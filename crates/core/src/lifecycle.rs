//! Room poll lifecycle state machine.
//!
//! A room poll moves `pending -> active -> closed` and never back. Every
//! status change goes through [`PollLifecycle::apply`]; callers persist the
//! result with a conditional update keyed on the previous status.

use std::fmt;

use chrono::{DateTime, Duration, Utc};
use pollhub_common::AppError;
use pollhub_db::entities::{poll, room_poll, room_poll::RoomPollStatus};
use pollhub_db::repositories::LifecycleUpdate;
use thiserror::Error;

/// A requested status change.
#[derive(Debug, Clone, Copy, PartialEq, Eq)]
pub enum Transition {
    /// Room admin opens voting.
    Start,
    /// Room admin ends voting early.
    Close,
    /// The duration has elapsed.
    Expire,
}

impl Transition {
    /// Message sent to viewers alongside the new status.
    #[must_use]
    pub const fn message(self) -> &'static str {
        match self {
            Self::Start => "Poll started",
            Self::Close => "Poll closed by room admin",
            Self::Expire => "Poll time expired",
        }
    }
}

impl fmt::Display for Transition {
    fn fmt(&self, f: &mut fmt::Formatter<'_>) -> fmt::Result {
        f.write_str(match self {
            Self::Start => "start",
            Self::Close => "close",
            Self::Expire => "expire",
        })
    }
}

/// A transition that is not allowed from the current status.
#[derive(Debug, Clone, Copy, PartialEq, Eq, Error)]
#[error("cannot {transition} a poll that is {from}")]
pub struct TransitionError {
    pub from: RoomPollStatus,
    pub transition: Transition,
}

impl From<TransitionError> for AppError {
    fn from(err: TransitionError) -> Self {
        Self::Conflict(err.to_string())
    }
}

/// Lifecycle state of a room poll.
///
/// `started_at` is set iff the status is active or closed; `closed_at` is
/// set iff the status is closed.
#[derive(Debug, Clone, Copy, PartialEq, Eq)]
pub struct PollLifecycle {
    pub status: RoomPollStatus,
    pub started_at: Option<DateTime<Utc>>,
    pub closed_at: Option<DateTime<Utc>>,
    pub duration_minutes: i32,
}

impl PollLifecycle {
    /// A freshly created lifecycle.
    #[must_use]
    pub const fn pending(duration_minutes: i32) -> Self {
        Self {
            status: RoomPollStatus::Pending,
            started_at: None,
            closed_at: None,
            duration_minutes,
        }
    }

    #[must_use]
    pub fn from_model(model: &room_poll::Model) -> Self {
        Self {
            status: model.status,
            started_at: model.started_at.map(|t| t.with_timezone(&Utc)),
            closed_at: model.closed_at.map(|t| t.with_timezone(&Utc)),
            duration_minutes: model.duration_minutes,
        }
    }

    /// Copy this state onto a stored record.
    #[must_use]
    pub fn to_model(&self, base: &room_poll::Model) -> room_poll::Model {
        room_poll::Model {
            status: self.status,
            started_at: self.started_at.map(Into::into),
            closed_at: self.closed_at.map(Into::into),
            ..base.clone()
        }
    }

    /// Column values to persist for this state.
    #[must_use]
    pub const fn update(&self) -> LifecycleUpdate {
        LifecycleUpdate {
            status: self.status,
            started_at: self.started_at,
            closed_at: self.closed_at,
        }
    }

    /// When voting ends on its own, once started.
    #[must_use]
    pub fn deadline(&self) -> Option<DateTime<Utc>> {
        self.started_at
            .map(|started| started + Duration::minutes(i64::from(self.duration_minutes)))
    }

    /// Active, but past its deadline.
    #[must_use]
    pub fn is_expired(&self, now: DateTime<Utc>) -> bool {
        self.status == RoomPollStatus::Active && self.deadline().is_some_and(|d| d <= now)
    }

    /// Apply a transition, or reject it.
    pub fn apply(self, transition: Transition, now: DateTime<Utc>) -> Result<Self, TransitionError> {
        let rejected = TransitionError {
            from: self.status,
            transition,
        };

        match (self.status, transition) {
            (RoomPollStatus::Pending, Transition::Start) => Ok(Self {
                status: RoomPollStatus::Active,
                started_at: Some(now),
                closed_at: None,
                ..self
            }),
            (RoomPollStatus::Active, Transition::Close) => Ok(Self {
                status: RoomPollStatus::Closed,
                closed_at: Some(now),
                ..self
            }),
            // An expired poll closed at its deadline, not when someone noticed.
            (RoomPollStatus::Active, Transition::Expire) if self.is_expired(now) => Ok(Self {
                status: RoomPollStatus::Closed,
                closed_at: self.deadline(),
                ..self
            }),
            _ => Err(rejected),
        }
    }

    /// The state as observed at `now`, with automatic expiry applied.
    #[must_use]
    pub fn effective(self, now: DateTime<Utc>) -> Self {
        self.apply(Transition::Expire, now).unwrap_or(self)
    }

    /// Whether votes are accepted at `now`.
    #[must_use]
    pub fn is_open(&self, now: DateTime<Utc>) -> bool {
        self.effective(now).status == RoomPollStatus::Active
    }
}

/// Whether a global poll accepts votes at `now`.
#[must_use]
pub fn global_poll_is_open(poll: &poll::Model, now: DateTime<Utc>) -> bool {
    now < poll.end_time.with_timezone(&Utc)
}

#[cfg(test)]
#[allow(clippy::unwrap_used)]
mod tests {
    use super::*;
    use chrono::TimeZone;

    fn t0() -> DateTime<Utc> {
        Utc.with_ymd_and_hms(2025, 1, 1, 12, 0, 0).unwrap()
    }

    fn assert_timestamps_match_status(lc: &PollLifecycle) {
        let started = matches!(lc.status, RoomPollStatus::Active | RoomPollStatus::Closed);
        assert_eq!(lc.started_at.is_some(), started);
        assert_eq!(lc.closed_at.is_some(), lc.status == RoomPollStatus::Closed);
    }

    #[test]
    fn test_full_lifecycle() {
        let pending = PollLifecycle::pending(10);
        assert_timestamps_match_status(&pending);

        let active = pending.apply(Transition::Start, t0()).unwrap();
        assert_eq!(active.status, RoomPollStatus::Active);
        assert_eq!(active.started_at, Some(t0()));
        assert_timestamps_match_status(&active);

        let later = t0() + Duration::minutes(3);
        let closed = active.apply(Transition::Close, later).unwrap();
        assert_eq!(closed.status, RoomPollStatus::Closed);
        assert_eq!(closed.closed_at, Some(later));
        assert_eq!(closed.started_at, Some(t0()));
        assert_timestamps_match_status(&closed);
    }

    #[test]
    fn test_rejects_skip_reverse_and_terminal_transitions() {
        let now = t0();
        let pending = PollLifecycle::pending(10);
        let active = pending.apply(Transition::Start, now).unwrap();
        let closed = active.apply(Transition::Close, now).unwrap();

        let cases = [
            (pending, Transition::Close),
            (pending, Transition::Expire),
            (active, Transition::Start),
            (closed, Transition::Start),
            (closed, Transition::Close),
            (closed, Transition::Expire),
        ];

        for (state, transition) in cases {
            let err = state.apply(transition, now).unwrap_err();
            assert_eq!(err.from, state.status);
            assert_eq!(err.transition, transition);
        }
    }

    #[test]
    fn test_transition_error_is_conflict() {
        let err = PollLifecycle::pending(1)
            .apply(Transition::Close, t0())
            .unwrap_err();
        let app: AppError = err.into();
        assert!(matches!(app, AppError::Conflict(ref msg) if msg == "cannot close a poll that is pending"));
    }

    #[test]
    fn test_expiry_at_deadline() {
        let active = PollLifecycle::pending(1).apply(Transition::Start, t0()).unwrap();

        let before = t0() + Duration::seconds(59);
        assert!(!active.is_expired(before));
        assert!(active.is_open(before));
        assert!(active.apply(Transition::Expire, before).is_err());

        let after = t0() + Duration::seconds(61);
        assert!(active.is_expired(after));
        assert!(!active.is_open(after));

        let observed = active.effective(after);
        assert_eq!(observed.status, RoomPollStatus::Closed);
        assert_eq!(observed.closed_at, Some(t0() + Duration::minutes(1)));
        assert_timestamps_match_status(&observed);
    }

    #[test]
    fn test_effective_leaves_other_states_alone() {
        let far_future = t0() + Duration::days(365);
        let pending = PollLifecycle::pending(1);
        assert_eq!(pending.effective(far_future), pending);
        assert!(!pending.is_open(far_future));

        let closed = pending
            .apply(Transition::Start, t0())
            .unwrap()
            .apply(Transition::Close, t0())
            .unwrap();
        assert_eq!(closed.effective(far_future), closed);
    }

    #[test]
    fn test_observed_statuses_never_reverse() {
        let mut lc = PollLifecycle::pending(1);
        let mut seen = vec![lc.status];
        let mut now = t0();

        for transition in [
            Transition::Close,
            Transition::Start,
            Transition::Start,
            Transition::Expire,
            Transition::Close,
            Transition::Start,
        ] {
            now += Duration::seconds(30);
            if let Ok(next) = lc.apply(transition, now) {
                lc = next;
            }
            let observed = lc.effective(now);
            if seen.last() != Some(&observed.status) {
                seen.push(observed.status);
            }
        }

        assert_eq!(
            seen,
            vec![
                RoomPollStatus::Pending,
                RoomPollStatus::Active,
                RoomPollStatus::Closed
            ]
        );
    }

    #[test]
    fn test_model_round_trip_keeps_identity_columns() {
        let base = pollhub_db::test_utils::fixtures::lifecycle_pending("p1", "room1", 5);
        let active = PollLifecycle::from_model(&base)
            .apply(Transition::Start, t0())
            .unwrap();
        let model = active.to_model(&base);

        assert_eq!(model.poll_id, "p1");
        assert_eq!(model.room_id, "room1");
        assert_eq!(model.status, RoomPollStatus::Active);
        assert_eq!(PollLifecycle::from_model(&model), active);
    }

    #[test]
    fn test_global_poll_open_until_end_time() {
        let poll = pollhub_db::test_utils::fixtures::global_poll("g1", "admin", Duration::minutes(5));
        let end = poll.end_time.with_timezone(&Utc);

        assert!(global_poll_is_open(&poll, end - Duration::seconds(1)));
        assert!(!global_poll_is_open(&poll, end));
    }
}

→ **The task**
Exactly the lines above from the one with "if let Ok(next)" to the one with "let end = poll.end_time.with_timezone(&Utc);", both included, are to be quoted; leave the rest out.

→ **Response to the exercise**
            if let Ok(next) = lc.apply(transition, now) {
                lc = next;
            }
            let observed = lc.effective(now);
            if seen.last() != Some(&observed.status) {
                seen.push(observed.status);
            }
        }

        assert_eq!(
            seen,
            vec![
                RoomPollStatus::Pending,
                RoomPollStatus::Active,
                RoomPollStatus::Closed
            ]
        );
    }

    #[test]
    fn test_model_round_trip_keeps_identity_columns() {
        let base = pollhub_db::test_utils::fixtures::lifecycle_pending("p1", "room1", 5);
        let active = PollLifecycle::from_model(&base)
            .apply(Transition::Start, t0())
            .unwrap();
        let model = active.to_model(&base);

        assert_eq!(model.poll_id, "p1");
        assert_eq!(model.room_id, "room1");
        assert_eq!(model.status, RoomPollStatus::Active);
        assert_eq!(PollLifecycle::from_model(&model), active);
    }

    #[test]
    fn test_global_poll_open_until_end_time() {
        let poll = pollhub_db::test_utils::fixtures::global_poll("g1", "admin", Duration::minutes(5));
        let end = poll.end_time.with_timezone(&Utc);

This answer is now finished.